+++ SUPPLIED INFORMATION
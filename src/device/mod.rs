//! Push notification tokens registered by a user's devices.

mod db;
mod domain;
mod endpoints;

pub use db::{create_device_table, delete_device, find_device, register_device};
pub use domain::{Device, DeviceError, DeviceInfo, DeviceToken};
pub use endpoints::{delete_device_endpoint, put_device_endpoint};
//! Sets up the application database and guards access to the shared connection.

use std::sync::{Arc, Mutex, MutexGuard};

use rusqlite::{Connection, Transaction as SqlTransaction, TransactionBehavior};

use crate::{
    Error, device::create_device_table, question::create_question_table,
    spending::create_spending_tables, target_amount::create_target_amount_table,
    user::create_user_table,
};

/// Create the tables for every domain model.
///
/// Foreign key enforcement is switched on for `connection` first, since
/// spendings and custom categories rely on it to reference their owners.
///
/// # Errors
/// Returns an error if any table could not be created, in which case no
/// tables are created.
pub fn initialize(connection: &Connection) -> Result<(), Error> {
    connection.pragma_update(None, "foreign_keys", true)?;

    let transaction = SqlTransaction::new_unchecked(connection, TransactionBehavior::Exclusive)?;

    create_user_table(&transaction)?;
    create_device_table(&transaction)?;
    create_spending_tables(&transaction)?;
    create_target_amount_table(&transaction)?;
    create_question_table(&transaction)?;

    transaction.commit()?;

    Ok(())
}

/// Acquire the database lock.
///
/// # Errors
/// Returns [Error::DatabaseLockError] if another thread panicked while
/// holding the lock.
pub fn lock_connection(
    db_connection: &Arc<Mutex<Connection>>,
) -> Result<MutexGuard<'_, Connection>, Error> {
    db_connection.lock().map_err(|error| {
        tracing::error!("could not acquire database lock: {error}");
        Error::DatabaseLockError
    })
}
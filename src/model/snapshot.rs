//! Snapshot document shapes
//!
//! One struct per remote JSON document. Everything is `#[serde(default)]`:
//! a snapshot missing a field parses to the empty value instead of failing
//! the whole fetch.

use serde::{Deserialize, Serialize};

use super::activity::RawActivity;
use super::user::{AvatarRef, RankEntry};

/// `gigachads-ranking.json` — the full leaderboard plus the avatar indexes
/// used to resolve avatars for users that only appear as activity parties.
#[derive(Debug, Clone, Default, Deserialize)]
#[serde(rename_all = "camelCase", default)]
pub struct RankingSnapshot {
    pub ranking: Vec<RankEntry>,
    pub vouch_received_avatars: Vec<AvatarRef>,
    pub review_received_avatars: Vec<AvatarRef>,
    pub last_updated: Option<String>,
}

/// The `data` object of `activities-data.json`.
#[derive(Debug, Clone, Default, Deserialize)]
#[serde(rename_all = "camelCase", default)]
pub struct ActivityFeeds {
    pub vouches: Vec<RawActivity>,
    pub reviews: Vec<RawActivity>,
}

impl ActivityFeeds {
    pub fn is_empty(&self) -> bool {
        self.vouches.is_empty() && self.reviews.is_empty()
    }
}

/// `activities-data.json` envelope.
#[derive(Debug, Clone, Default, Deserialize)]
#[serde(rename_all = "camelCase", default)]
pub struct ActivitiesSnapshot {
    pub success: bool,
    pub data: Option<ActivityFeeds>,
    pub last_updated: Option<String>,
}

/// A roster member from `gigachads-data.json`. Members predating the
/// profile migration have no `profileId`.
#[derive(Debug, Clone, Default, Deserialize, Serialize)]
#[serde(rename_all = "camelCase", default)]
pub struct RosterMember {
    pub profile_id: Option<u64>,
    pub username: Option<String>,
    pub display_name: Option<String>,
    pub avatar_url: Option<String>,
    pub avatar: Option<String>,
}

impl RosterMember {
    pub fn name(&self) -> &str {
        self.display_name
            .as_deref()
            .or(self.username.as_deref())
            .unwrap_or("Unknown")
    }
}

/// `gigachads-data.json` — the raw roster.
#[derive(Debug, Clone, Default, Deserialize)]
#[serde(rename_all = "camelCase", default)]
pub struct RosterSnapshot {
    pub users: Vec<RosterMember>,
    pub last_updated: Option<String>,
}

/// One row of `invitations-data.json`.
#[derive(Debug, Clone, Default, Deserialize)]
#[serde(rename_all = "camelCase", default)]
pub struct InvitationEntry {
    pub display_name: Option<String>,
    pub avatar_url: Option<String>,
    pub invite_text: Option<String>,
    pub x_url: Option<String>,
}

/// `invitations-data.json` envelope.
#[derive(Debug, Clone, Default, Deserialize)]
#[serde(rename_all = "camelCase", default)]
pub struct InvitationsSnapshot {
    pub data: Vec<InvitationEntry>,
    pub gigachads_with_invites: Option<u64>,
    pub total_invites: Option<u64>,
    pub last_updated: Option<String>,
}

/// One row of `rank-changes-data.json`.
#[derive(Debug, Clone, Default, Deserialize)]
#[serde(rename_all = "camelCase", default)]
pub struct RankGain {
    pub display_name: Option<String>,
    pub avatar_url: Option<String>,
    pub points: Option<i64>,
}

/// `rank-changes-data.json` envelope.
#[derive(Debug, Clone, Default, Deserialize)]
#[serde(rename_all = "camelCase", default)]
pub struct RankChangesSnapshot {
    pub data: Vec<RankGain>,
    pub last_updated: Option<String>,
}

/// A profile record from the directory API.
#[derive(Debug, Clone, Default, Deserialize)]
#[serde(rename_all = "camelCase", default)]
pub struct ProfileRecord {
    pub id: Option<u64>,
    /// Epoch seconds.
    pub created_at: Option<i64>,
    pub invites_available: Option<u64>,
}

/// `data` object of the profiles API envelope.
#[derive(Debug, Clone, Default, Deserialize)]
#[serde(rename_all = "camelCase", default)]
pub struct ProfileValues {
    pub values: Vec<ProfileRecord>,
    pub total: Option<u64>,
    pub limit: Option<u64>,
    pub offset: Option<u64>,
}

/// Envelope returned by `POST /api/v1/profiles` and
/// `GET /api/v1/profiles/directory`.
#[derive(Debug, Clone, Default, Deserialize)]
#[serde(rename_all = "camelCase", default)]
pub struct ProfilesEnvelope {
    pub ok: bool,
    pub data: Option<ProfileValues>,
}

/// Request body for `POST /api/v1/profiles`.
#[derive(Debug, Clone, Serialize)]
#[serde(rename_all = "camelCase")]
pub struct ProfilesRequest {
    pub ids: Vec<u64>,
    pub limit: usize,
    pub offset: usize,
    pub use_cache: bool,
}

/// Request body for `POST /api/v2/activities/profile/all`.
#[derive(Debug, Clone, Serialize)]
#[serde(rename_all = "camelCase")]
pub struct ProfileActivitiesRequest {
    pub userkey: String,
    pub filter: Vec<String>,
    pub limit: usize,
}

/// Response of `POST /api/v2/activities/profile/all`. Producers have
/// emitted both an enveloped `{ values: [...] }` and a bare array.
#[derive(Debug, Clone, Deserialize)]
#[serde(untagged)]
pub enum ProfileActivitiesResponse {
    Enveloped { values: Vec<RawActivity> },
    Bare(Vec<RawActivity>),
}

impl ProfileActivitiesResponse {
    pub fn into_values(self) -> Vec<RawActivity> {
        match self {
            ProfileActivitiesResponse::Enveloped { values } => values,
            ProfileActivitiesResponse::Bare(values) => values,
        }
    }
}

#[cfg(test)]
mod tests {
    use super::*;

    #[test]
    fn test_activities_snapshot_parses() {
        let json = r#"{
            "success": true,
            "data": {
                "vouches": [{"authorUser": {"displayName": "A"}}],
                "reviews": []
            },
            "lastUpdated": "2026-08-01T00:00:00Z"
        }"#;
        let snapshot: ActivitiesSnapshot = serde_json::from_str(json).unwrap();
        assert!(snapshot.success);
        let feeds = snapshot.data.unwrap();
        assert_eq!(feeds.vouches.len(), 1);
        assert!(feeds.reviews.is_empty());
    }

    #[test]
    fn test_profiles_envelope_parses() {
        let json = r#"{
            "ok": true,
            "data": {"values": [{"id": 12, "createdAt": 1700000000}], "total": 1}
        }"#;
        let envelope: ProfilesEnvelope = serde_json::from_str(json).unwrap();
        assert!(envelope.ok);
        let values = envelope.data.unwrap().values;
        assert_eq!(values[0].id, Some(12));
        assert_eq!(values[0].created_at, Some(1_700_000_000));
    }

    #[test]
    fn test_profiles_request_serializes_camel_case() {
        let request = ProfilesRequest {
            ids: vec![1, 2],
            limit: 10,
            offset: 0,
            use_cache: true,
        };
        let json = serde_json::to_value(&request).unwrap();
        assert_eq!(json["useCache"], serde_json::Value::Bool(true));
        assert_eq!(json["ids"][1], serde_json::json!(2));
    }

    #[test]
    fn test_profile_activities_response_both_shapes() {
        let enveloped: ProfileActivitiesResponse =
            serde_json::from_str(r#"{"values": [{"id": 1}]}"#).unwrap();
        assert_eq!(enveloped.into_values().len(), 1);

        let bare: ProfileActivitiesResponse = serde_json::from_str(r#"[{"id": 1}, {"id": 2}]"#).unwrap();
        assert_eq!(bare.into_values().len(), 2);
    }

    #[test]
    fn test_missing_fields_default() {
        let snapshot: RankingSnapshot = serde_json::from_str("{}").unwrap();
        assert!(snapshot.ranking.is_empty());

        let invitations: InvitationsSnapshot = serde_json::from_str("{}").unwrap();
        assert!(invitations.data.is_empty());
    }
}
++++++
+++ SUPPLIED INFORMATION
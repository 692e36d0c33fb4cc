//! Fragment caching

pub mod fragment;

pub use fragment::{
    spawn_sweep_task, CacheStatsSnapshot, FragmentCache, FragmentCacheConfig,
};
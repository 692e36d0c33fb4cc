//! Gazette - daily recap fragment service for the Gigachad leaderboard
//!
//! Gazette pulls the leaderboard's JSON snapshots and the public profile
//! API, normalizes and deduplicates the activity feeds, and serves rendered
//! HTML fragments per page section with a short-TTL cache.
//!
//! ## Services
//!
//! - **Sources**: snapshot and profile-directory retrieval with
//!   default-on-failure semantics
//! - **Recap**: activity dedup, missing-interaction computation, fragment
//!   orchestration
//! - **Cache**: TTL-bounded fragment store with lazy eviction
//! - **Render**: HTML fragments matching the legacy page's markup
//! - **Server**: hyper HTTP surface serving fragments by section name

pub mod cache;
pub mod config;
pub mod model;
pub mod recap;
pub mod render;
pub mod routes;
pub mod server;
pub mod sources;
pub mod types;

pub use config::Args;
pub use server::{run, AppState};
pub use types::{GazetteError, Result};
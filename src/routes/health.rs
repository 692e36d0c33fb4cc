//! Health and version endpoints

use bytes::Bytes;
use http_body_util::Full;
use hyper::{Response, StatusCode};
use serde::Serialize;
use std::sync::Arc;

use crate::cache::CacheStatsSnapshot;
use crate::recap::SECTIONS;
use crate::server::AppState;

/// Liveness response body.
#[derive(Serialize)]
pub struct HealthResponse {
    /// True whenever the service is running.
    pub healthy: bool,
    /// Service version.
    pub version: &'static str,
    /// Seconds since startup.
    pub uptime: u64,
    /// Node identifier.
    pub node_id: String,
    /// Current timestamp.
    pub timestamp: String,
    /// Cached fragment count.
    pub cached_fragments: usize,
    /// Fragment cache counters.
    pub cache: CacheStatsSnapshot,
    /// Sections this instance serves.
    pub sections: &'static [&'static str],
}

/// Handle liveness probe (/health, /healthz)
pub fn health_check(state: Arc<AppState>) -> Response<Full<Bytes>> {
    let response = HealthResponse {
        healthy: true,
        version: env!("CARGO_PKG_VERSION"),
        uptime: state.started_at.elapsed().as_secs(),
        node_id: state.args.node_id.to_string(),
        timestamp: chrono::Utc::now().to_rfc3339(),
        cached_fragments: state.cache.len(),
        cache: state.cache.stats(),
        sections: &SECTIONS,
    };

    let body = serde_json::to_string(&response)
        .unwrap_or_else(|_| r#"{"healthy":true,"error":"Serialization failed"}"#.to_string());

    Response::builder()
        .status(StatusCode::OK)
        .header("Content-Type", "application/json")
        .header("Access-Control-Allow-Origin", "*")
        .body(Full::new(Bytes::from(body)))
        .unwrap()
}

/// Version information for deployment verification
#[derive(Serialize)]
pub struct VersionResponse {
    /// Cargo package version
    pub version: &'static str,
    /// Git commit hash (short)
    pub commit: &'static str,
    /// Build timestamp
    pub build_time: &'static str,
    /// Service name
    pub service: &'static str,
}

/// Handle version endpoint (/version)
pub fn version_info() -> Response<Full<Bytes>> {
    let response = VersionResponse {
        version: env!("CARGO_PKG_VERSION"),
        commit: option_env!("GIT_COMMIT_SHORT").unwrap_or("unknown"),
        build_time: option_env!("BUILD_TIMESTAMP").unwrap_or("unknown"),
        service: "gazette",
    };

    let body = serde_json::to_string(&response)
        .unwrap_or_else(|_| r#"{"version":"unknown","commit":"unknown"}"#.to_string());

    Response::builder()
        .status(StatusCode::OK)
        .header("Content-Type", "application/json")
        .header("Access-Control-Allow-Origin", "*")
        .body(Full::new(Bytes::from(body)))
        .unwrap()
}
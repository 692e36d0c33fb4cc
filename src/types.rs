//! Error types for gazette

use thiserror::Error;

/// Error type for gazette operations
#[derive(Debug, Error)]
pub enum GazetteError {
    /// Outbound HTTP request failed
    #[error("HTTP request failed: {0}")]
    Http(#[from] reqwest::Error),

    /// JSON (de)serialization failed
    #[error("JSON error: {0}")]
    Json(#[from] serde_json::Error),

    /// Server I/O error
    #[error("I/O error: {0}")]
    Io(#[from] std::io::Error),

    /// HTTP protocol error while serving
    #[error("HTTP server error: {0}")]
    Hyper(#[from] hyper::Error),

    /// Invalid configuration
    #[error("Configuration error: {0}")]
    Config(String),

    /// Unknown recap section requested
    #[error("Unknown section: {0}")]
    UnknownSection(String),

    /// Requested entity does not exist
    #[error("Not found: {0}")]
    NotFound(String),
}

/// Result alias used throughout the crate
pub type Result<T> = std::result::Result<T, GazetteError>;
++++++
+++ SUPPLIED INFORMATION
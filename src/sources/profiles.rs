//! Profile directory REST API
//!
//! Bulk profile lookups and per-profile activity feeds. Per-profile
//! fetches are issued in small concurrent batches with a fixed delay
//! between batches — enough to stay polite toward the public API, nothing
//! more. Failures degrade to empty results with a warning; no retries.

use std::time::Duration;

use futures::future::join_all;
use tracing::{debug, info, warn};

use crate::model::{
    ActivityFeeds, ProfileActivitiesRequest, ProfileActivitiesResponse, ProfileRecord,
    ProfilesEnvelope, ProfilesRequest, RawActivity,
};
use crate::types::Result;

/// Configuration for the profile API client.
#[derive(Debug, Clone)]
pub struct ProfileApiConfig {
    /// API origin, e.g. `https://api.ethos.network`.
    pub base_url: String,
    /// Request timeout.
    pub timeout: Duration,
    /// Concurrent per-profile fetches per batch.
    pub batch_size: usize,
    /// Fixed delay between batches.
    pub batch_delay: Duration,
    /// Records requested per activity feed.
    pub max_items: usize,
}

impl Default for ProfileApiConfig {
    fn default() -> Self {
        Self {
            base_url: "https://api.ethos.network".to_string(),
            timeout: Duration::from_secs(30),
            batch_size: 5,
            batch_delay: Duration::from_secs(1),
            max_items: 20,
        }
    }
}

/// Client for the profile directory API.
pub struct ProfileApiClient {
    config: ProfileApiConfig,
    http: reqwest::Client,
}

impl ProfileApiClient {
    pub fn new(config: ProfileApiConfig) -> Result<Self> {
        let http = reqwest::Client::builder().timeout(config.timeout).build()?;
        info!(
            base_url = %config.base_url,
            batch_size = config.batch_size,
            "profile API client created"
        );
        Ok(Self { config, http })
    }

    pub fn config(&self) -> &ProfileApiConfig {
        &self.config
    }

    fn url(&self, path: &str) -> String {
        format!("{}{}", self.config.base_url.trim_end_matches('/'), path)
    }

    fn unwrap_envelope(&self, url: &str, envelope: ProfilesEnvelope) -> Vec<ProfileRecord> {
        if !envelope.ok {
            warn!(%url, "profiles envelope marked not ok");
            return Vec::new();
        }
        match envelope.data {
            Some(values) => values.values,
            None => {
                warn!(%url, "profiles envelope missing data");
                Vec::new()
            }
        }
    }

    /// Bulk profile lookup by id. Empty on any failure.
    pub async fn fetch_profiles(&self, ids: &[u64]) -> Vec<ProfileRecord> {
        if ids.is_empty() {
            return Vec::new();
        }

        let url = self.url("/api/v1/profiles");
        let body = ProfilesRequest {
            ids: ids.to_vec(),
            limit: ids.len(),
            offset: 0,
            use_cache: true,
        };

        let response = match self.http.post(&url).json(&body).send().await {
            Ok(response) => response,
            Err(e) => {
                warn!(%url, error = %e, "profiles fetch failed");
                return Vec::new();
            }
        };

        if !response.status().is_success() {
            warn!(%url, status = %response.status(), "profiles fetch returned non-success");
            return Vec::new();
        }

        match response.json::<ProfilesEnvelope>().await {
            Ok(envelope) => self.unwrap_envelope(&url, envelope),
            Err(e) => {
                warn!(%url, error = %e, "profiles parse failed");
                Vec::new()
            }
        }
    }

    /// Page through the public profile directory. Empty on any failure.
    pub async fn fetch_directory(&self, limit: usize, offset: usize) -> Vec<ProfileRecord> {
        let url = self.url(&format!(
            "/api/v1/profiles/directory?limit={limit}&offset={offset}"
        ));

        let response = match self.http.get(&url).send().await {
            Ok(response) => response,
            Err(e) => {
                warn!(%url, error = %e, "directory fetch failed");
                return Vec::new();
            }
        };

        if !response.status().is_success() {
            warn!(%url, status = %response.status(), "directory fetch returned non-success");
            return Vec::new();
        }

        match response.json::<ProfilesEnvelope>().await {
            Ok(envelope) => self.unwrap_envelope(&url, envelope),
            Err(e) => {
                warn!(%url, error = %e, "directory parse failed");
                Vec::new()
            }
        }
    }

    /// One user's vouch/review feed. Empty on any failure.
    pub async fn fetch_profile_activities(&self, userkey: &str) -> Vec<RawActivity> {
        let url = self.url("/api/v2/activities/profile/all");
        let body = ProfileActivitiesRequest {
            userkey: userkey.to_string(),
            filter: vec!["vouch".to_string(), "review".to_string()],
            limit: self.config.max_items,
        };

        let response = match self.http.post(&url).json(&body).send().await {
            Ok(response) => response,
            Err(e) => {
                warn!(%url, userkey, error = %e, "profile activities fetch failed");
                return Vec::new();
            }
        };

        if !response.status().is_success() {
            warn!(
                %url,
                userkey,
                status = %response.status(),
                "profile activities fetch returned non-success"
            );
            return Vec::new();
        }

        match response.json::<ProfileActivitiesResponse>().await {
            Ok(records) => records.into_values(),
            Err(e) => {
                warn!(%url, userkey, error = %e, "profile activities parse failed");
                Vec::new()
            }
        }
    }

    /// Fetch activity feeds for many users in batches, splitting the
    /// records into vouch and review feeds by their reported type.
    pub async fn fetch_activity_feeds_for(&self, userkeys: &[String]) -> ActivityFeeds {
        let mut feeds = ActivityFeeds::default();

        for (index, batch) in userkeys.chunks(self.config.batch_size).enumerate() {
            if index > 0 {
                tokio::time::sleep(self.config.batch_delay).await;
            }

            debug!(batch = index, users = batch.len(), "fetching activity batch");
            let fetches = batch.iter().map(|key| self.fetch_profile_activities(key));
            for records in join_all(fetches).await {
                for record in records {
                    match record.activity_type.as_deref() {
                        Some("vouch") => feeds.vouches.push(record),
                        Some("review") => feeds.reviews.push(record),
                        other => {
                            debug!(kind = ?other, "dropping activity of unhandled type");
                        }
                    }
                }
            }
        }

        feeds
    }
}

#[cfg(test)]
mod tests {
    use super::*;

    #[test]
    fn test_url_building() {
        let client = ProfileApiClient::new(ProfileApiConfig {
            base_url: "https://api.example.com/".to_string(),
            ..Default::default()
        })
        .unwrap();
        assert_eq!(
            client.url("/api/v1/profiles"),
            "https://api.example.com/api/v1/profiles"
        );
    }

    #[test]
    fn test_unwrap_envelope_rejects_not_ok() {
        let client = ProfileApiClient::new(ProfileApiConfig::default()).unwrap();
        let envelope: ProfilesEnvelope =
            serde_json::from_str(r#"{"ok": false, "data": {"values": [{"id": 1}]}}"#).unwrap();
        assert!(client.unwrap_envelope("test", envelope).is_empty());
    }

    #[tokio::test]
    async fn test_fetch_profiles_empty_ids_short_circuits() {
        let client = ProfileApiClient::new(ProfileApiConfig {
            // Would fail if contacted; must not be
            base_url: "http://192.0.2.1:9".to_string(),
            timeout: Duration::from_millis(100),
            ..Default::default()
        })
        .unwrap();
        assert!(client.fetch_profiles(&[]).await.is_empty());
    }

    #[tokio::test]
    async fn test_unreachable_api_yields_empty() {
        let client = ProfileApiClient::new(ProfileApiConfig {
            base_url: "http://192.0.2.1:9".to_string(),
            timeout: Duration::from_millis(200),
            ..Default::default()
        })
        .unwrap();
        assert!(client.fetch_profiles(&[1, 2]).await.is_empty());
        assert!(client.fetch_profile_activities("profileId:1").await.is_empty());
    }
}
++++++
* [EXERCISE REQUIREMENTS]:
Please filter the data down to the lines containing the word "HTML".

* [TASK RESPONSE]:
//! HTML fragments per page section with a short-TTL cache.
//! - **Render**: HTML fragments matching the legacy page's markup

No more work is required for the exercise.